CANADIAN RAILWAY OFFICE OF ARBITRATION

CASE NO. 1485

Heard at Montreal, Wednesday, March 12, 1986

Concerning

CANADIAN NATIONAL RAILWAY COMPANY

and

CANADIAN BROTHERHOOD OF RAILWAY, TRANSPORT AND GENERAL WORKERS

DISPUTE:

Appeal of dismissal of Mr. J. Cowan, Car Checker, MacMillan Yard, Toronto, Ontario.

JOINT STATEMENT OF ISSUE:

On 24 February 1985, Mr. Cowan reported he had sustained a fall and injured himself while checking cars. He was provided medical treatment at a nearby hospital. Upon his return to work later in that shift, he was allegedly found to be under the influence of alcohol. After an investigation, the Company dismissed Mr. Cowan for his violation of Rule G of CN Safety Rule Form 7355-E, while employed as Car Checker at MacMillan Yard on 24 February 1985.

The Brotherhood contends that the dismissal of Mr. Cowan was not warranted. The Company denies the Brotherhood contention.

FOR THE BROTHERHOOD: FOR THE COMPANY:

(SGD.) T. N. STOL (SGD.) D. C. FRALEIGH

FOR: National Vice-President Assistant Vice-President, Labour Relations.

There appeared on behalf of the Company:

W. W. Wilson – Manager Labour Relations, Montreal

D. Lord – Labour Relations Officer, Montreal

G. Hutt – Trainmaster, Hornepayne

J. R. Nelson – Carload Supervisor, Toronto

L. Bergeron – Labour Relations Trainee, Montreal

And on behalf of the Brotherhood:

R. J. Stevens – Representative, Toronto

J. Cowan – Grievor

 

AWARD OF THE ARBITRATOR

There are two issues to be resolved in this case.
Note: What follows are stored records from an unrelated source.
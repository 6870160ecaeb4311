//! Batch command implementation.

use super::output::{BatchStats, JsonBatchResult, format_batch_csv, format_batch_text};
use super::{BatchFormat, CliError, load_config};
use flagwar::simulation::{MapGenConfig, generate_map, run_seeded};
use indicatif::{ProgressBar, ProgressStyle};
use log::{info, warn};
use rayon::prelude::*;
use std::path::Path;
use std::time::Instant;

/// Execute the batch command.
///
/// # Errors
///
/// Returns an error if the config cannot be loaded or the map shape is invalid.
#[allow(clippy::too_many_arguments, clippy::cast_precision_loss)]
pub(crate) fn execute(
    games: u64,
    seed: Option<u64>,
    map: MapGenConfig,
    cycles: Option<u32>,
    config: Option<&Path>,
    threads: Option<usize>,
    format: BatchFormat,
    progress: bool,
) -> Result<(), CliError> {
    let config = load_config(config, cycles)?;

    // Reject impossible shapes up front instead of failing every game
    generate_map(0, &map).map_err(flagwar::SimulationError::from)?;

    // Set thread pool size if specified
    if let Some(num_threads) = threads
        && let Err(e) = rayon::ThreadPoolBuilder::new()
            .num_threads(num_threads)
            .build_global()
    {
        warn!("could not resize thread pool: {e}");
    }

    // Base seed
    let base_seed = seed.unwrap_or_else(|| {
        use std::time::{SystemTime, UNIX_EPOCH};
        SystemTime::now()
            .duration_since(UNIX_EPOCH)
            .map_or(42, |d| d.as_secs() ^ u64::from(d.subsec_nanos()))
    });

    info!("running {games} games from seed {base_seed}");

    // Progress bar
    let pb = progress.then(|| {
        let pb = ProgressBar::new(games);
        pb.set_style(
            ProgressStyle::default_bar()
                .template("{spinner:.green} [{elapsed_precise}] [{bar:40.cyan/blue}] {pos}/{len} games ({per_sec})")
                .unwrap_or_else(|_| ProgressStyle::default_bar())
                .progress_chars("=>-"),
        );
        pb
    });

    let start = Instant::now();

    // Each thread accumulates into its own BatchStats, then we merge at the end
    let stats = (0..games)
        .into_par_iter()
        .fold(BatchStats::default, |mut local_stats, i| {
            let game_seed = base_seed.wrapping_add(i);

            match run_seeded(game_seed, &map, &config) {
                Ok(result) => local_stats.add_result(&result),
                Err(e) => {
                    warn!("game with seed {game_seed} failed: {e}");
                    local_stats.add_failure();
                }
            }
            if let Some(pb) = &pb {
                pb.inc(1);
            }

            local_stats
        })
        .reduce(BatchStats::default, |mut a, b| {
            a.merge(&b);
            a
        });

    if let Some(pb) = pb {
        pb.finish_with_message("done");
    }

    let duration = start.elapsed();
    info!(
        "finished {} games in {:.2}s ({} failed)",
        stats.games_played,
        duration.as_secs_f64(),
        stats.failures
    );

    // Calculate games per second
    let games_per_sec = if duration.as_secs_f64() > 0.0 {
        stats.games_played as f64 / duration.as_secs_f64()
    } else {
        0.0
    };

    // Output based on format
    match format {
        BatchFormat::Text => {
            println!();
            print!("{}", format_batch_text(&stats, &map));
            println!();
            println!("Duration: {:.2}s ({:.0} games/sec)", duration.as_secs_f64(), games_per_sec);
        }
        BatchFormat::Json => {
            let json_result = JsonBatchResult::from_stats(&stats, map);
            println!("{}", serde_json::to_string_pretty(&json_result)?);
        }
        BatchFormat::Csv => {
            print!("{}", format_batch_csv(&stats));
        }
    }

    Ok(())
}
The first related to whether the grievor reported to work under the influence of an intoxicant on February 24, 1985 and/or consumed intoxicants while subject to duty during the course of that shift.

The second issue related to whether, assuming the grievor was in breach of the Company’s safety rules with respect to intoxicants, he should have been discharged.

On the first issue the evidence was uncontradicted that the grievor, several hours prior to the commencement of his shift, had been consuming during the previous evening approximately ten bottles of beer. Apart from the influence that that amount of consumption may have had on his sobriety the objective evidence indicated that the grievor was involved in an accident requiring his treatment at a hospital facility. The attending physician and nurse at the hospital were so alarmed about the grievor’s intoxicated state that they informed the Company of their concern that he not return to work.

Despite that concern the grievor returned to work where he was observed by his supervisors. The direct evidence indicated that the grievor manifested all the usual characteristics of inebriation. That is to say, his breath smelled from an intoxicant, his gait was guarded and his diction pronounced. But the objective evidence also indicated that the grievor had stored a practically emptied bottle of rum in his locker. From all these factors the Employer requested that I infer that the grievor had continued his consumption of alcohol after his return to work from the hospital.

Although the grievor denied that he was at any time before or during his shift under the influence of an intoxicant the evidence mounted by the Company simply betrayed that notion. Indeed, the most damaging evidence with respect to the grievor’s intoxicated state emanated from the doctor and nurse at the hospital facility who observed his inebriated state. Indeed, I have drawn the inference that his inebriation most likely caused the grievor the accident that resulted in the detection of his state. In other words, I am satisfied that the grievor, as alleged was in violation of Rule G of CN Safety Rule Form 1355-E.

On the issue of whether the grievor’s discharge was warranted it can readily be seen that although the grievor’s position is not covered by the UCOR Rules his inebriated state did cause an accident. In my view, the Company has every entitlement to take reasonable measures to thwart employees from engaging in this type of conduct. But because the grievor is not involved in "a running trade" governed by the UCOR Rules he may very well have had grounds in his particular case to the exercise of some leniency that would not otherwise be countenanced in other situations.

And, in having regard to the grievor’s long service (34 years) and his age (54) his situation may very well have been a circumstance where one might extend him "one last chance". This also may be particularly appropriate because of his having registered in a programme for the rehabilitation of the alcoholic condition.

Unfortunately, the Company has most recently given the grievor "his last chance" when on December 9, 1984, it assessed him 45 demerit marks for his admitted violation of the same rule. That penalty obviously did not prompt the grievor to admit his alcoholic problem or to seek the assistance of the Company’s EAP or a rehabilitation programme external to the Company.

In other words, the incident before me was not an isolated circumstance where the grievor had not been forewarned of the repercussions of a repeated offence.

As a result his grievance must be denied.